#### Exercise
The records below are to be reproduced word for word.

(Stored data entries)
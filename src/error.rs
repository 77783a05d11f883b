use grid_util::point::Point;
use thiserror::Error;

/// Errors raised when a grid is built or edited with invalid coordinates.
///
/// An unreachable goal is not an error: searches report it as an empty path.
#[derive(Debug, Clone, PartialEq, Eq, Error)]
pub enum GridError {
    #[error("grid dimensions must be positive, got {rows}x{cols}")]
    InvalidDimensions { rows: usize, cols: usize },
    #[error("{0:?} lies outside the grid")]
    OutOfBounds(Point),
    #[error("start and end both placed at {0:?}")]
    SameStartAndEnd(Point),
    /// The cell already holds a start, end or obstacle that the edit would clobber.
    #[error("cell {0:?} is occupied by another role")]
    RoleConflict(Point),
}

#### Answer section
filename src/error.rs
repository 77783a05d11f883b
use grid_util::point::Point;
use thiserror::Error;

/// Errors raised when a grid is built or edited with invalid coordinates.
///
/// An unreachable goal is not an error: searches report it as an empty path.
#[derive(Debug, Clone, PartialEq, Eq, Error)]
pub enum GridError {
    #[error("grid dimensions must be positive, got {rows}x{cols}")]
    InvalidDimensions { rows: usize, cols: usize },
    #[error("{0:?} lies outside the grid")]
    OutOfBounds(Point),
    #[error("start and end both placed at {0:?}")]
    SameStartAndEnd(Point),
    /// The cell already holds a start, end or obstacle that the edit would clobber.
    #[error("cell {0:?} is occupied by another role")]
    RoleConflict(Point),
}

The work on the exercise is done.